Ik heb hier minder mijn persoonlijk belang op het oog, daar ik de betrekking niet om geldelijk voordeel heb geambieerd, en derhalve ook zoolange ik met 's Konings vertrouwen mag verzekerd blijven dezelfde met ijver zal blijven waarnemen al ware er ook in het geheel geen jaarwedde aan verbonden; doch de regeling dezer zaak moet mijns inziens niet naar persoonlijke omstandigheden of convenentiën maar naar algemene regelen van billijkheid plaats hebben; mijn opvolger kan welligt niet in mijne positie zich bevinden en al ware het dan ook maar enkel om den stand van burgemeester in het oog van de minkundige raad enigermate te releveren, zou ik wenschen dat dit functie of eershalve wordt waargenomen of zo er eene jaarwedde aan wordt verbonden derhalve niet gelijkgesteld te zien met die eens dagloners.

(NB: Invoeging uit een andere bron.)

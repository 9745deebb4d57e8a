//! Credential and bearer-token types consumed by the signers.
//!
//! Both are immutable for the lifetime of a single `add_auth` call; secret
//! material is wrapped so that it is wiped from memory on drop.

use std::fmt;
use zeroize::{Zeroize, ZeroizeOnDrop};

/// A string that zeroizes its contents when dropped, used for secret keys
/// and tokens. `Debug`/`Display` never print the contents.
#[derive(Clone, Zeroize, ZeroizeOnDrop)]
pub struct SecretString(String);

impl SecretString {
    pub fn new(value: impl Into<String>) -> Self {
        Self(value.into())
    }

    pub fn expose(&self) -> &str {
        &self.0
    }
}

impl fmt::Debug for SecretString {
    fn fmt(&self, f: &mut fmt::Formatter<'_>) -> fmt::Result {
        f.write_str("SecretString(***)")
    }
}

impl From<&str> for SecretString {
    fn from(value: &str) -> Self {
        Self::new(value)
    }
}

impl From<String> for SecretString {
    fn from(value: String) -> Self {
        Self::new(value)
    }
}

/// AWS credentials used to derive a SigV2/SigV3/SigV4 signature.
#[derive(Clone, Debug)]
pub struct Credentials {
    pub access_key: String,
    pub secret_key: SecretString,
    pub session_token: Option<SecretString>,
}

impl Credentials {
    pub fn new(access_key: impl Into<String>, secret_key: impl Into<SecretString>) -> Self {
        Self {
            access_key: access_key.into(),
            secret_key: secret_key.into(),
            session_token: None,
        }
    }

    pub fn with_session_token(mut self, token: impl Into<SecretString>) -> Self {
        self.session_token = Some(token.into());
        self
    }
}

/// A bearer token used by `smithy.api#httpBearerAuth`-style schemes.
#[derive(Clone, Debug)]
pub struct AuthToken {
    pub token: SecretString,
}

impl AuthToken {
    pub fn new(token: impl Into<SecretString>) -> Self {
        Self {
            token: token.into(),
        }
    }
}
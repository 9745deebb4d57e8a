//! `sigtool` — a small developer aid for interactively diffing a signed
//! request against AWS's published golden vectors. Reads credentials from
//! the environment, a request description from CLI flags, signs it with
//! one of the registered schemes, and prints the result. Not part of the
//! signing core's public contract.

use std::io::Read;

use aws_request_signer::credentials::{AuthToken, Credentials};
use aws_request_signer::registry::{construct_signer, SignerParams};
use aws_request_signer::request::SignableRequest;
use clap::Parser;

/// Sign an HTTP request and print the result, for diffing against AWS's
/// published test vectors.
#[derive(Parser, Debug)]
#[command(name = "sigtool")]
struct Args {
    /// Signature scheme: v2, v3, v4, v4-query, s3v4, s3v4-query, bearer.
    #[arg(long, default_value = "v4")]
    scheme: String,

    /// HTTP method.
    #[arg(long, default_value = "GET")]
    method: String,

    /// Full request URL, including query string.
    #[arg(long)]
    url: String,

    /// Service name (e.g. `iam`, `s3`) — ignored for v2/v3/bearer.
    #[arg(long, default_value = "execute-api")]
    service: String,

    /// Region name — ignored for v2/v3/bearer.
    #[arg(long, default_value = "us-east-1")]
    region: String,

    /// Extra headers, `Name: value`, repeatable.
    #[arg(long = "header")]
    headers: Vec<String>,

    /// Path to a file whose bytes become the request body.
    #[arg(long)]
    body_file: Option<String>,

    /// `X-Amz-Expires` for query-string presigning variants.
    #[arg(long, default_value_t = 3600)]
    expires: u64,
}

fn main() -> Result<(), Box<dyn std::error::Error>> {
    tracing_subscriber::fmt()
        .with_env_filter(tracing_subscriber::EnvFilter::from_default_env())
        .init();

    let args = Args::parse();

    let url = url::Url::parse(&args.url)?;
    let method: http::Method = args.method.parse()?;
    let mut request = SignableRequest::new(method, url);

    if request.header("host").is_none() {
        let host = aws_request_signer::util::host_from_url(&request.url);
        request.set_header("Host", host);
    }
    for raw in &args.headers {
        let (name, value) = raw
            .split_once(':')
            .ok_or("expected --header in 'Name: value' form")?;
        request.set_header(name.trim(), value.trim());
    }
    if let Some(path) = &args.body_file {
        let mut bytes = Vec::new();
        std::fs::File::open(path)?.read_to_end(&mut bytes)?;
        request.body = aws_request_signer::request::Payload::Bytes(bytes);
    }

    sign(&args, &mut request)?;

    println!("Method:  {}", request.method);
    println!("URL:     {}", request.url);
    for (name, value) in request.headers.iter() {
        println!("Header:  {}: {}", name, value.to_str().unwrap_or("<binary>"));
    }

    Ok(())
}

fn sign(args: &Args, request: &mut SignableRequest) -> Result<(), Box<dyn std::error::Error>> {
    let access_key = std::env::var("AWS_ACCESS_KEY_ID").unwrap_or_else(|_| "AKIDEXAMPLE".to_string());
    let secret_key = std::env::var("AWS_SECRET_ACCESS_KEY")
        .unwrap_or_else(|_| "wJalrXUtnFEMI/K7MDENG+bPxRfiCYEXAMPLEKEY".to_string());
    let mut credentials = Credentials::new(access_key, secret_key);
    if let Ok(token) = std::env::var("AWS_SESSION_TOKEN") {
        credentials = credentials.with_session_token(token);
    }
    let auth_token = std::env::var("AWS_BEARER_TOKEN")
        .ok()
        .map(AuthToken::new)
        .or_else(|| (args.scheme == "bearer").then(|| AuthToken::new("example-token")));

    let params = SignerParams {
        credentials: Some(credentials),
        auth_token,
        service_name: args.service.clone(),
        region_name: args.region.clone(),
        expires: Some(args.expires),
        ..Default::default()
    };
    let signer = construct_signer(&args.scheme, params)?;
    signer.add_auth(request)?;
    Ok(())
}
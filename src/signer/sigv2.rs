//! SigV2: the legacy query-string signing scheme still used by a handful of
//! AWS services (spec §4.2). String-to-sign is `METHOD\nHOST\nPATH\n<sorted
//! params>`, signed with plain HMAC-SHA256 and base64-encoded.

use std::sync::Arc;

use hmac::{Hmac, Mac};
use sha2::Sha256;

use crate::clock::{Clock, SystemClock};
use crate::credentials::Credentials;
use crate::error::SignerError;
use crate::request::{ParamList, RequestData, SignableRequest};
use crate::timestamp;
use crate::util;

use super::{Signer, SignerCapabilities};

pub const CAPABILITIES: SignerCapabilities = SignerCapabilities {
    requires_region: false,
    requires_token: false,
    requires_identity_cache: false,
};

type HmacSha256 = Hmac<Sha256>;

/// Signs a request with SigV2, injecting the auth material as params on
/// `request.data` (POST bodies) or `request.params` (everything else),
/// matching botocore's `SigV2Auth.add_auth`.
pub struct SigV2Signer {
    credentials: Credentials,
    clock: Arc<dyn Clock>,
}

impl SigV2Signer {
    pub fn new(credentials: Credentials) -> Self {
        Self {
            credentials,
            clock: Arc::new(SystemClock),
        }
    }

    pub fn with_clock(mut self, clock: Arc<dyn Clock>) -> Self {
        self.clock = clock;
        self
    }
}

/// The mutable param carrier SigV2 signs over: `request.data` when it's
/// already a form body, else `request.params`. Mirrors botocore checking
/// `data` first — botocore's `request.data` is always a param mapping for
/// SigV2 services, so a non-form body (`Bytes`/`Text`) is never a valid
/// param carrier and must not be clobbered into an empty `Form`.
fn param_carrier(request: &mut SignableRequest) -> ParamCarrier<'_> {
    if let RequestData::Form(_) = &request.data {
        ParamCarrier::Data(&mut request.data)
    } else {
        ParamCarrier::Params(&mut request.params)
    }
}

enum ParamCarrier<'a> {
    Data(&'a mut RequestData),
    Params(&'a mut ParamList),
}

impl ParamCarrier<'_> {
    fn push(&mut self, key: &str, value: &str) {
        match self {
            ParamCarrier::Data(data) => {
                if let RequestData::Form(list) = data {
                    list.push(key, value);
                }
            }
            ParamCarrier::Params(list) => list.push(key, value),
        }
    }

    fn pairs(&self) -> Vec<(String, String)> {
        match self {
            ParamCarrier::Data(data) => match data {
                RequestData::Form(list) => list.0.clone(),
                _ => Vec::new(),
            },
            ParamCarrier::Params(list) => list.0.clone(),
        }
    }
}

impl Signer for SigV2Signer {
    fn add_auth(&self, request: &mut SignableRequest) -> Result<(), SignerError> {
        let now = self.clock.now();
        let timestamp = timestamp::iso8601(now);

        {
            let mut carrier = param_carrier(request);
            carrier.push("AWSAccessKeyId", &self.credentials.access_key);
            carrier.push("SignatureVersion", "2");
            carrier.push("SignatureMethod", "HmacSHA256");
            carrier.push("Timestamp", &timestamp);
            if let Some(token) = &self.credentials.session_token {
                carrier.push("SecurityToken", token.expose());
            }
        }

        let host = util::host_from_url(&request.url);
        let path = {
            let p = request.url.path();
            if p.is_empty() {
                "/".to_string()
            } else {
                p.to_string()
            }
        };

        let pairs = param_carrier(request).pairs();
        let mut sorted: Vec<(String, String)> = pairs.into_iter().filter(|(k, _)| k != "Signature").collect();
        sorted.sort();
        let encoded = sorted
            .iter()
            .map(|(k, v)| format!("{}={}", util::sigv2_encode_key(k), util::sigv2_encode_value(v)))
            .collect::<Vec<_>>()
            .join("&");

        let string_to_sign = format!("{}\n{host}\n{path}\n{encoded}", request.method.as_str());

        let mut mac = HmacSha256::new_from_slice(self.credentials.secret_key.expose().as_bytes())
            .expect("HMAC accepts a key of any length");
        mac.update(string_to_sign.as_bytes());
        use base64::Engine;
        let signature = base64::engine::general_purpose::STANDARD.encode(mac.finalize().into_bytes());

        param_carrier(request).push("Signature", &signature);
        Ok(())
    }
}

#[cfg(test)]
mod tests {
    use super::*;
    use crate::credentials::Credentials;
    use chrono::TimeZone;
    use chrono::Utc;

    #[test]
    fn signs_query_request_and_sorts_params() {
        let creds = Credentials::new("AKIDEXAMPLE", "wJalrXUtnFEMI/K7MDENG+bPxRfiCYEXAMPLEKEY");
        let signer = SigV2Signer::new(creds).with_clock(Arc::new(crate::clock::FixedClock(
            Utc.with_ymd_and_hms(2015, 8, 30, 12, 36, 0).unwrap(),
        )));
        let url = url::Url::parse("https://sqs.us-east-1.amazonaws.com/?Action=ListQueues").unwrap();
        let mut request = SignableRequest::new(http::Method::GET, url);
        request.params.push("Action", "ListQueues");

        signer.add_auth(&mut request).unwrap();

        let pairs = request.params.0.clone();
        assert!(pairs.iter().any(|(k, _)| k == "Signature"));
        assert!(pairs.iter().any(|(k, v)| k == "SignatureVersion" && v == "2"));
    }

    #[test]
    fn value_encoding_preserves_dash_underscore_tilde_only() {
        assert_eq!(util::sigv2_encode_value("hello world/+"), "hello%20world%2F%2B");
    }
}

2e. met betrekking tot die van den secretaris:

Niemand in deze uitgestrekte gemeente is er die ook maar enigermate daartoe bekwaam zijnde zoude. Reeds tot 2 malen heb ik getracht jongelieden van elders daartoe op te leiden, die ik ten mijnen eigen kosten heb gesalarieerd; doch welk vooruitzigt kan het opleveren voor een jong mensch van enige aanleg om na jaren oefening een post te verkrijgen die hem f. 180,- 'sjaars biedt. Het is onwaarschijnlijk dat zich op die voorwaarde immer een geschikt persoon daartoe zal voordoen en toch ware zulks in het belang der gemeente wenselijk daar de burgemeester die tevens secretaris is te zeer is overladen met bureautaken.
3e. Met betrekking tot die van den gemeente-ontvanger.

Tot voor weinige jaren, werd deze functie door eenen bakker waargenomen: de schromelijke verwarring die ik, bij de aanvaarding mijner betrekking in het financiewezen der gemeente heb aangetroffen houde ik merendeels nog voor een gevolg der toenmalige administratie; deze man genoot f. 130.- 's jaars. Toen ik den tegenwoordige geschikte persoon in den aanvang vorig jaar daartoe aan de raad voorstelde, was er een tweede bakker die aanbood zulks voor f. 20,- minder te doen; de Raad door vroegere ondervinding niet wijzer, scheen dit aanbod aan te nemen hoezeer de persoon er niet de minste geschiktheid toe had; en het is op mijn aanraden geweest dat ik den tegenwoordige ontvanger heb voorgesteld om zijn diensten ook voor die prijs aan te bieden en dat hij de voorkeur kreeg. Niettegenstaande alle door mij in de raad aangewende pogingen om de jaarwedde nu ten minste tot de vorige hoogte van f. 130,- terug te brengen is mij zulks niet mogen gelukken. "

Tot zover de brief van de burgemeester aan de Gedeputeerde Staten.

Wellicht om het niveau van de raad op te krikken, heeft Gallenkamp Pels zich zelf tot raadslid laten verkiezen. Gedurende de periode 1853-1859 en 1863 -1869 is hij IjH neweest van de raad. In die tijd was die combinatie nog mogelijk. Veel invloed op het oordeel van de raad voor zover het gaat om het salaris van de secretaris heeft dat niet gehad. In 1858 werd een voorstel om dat te verhogen tot tweemaal toe afgewezen. Een speciaal daartoe belegde raadsvergadering kon geen doorgang vinden omdat slechts twee leden waren opgekomen, t.w. de burgemeester en één van de wethouders.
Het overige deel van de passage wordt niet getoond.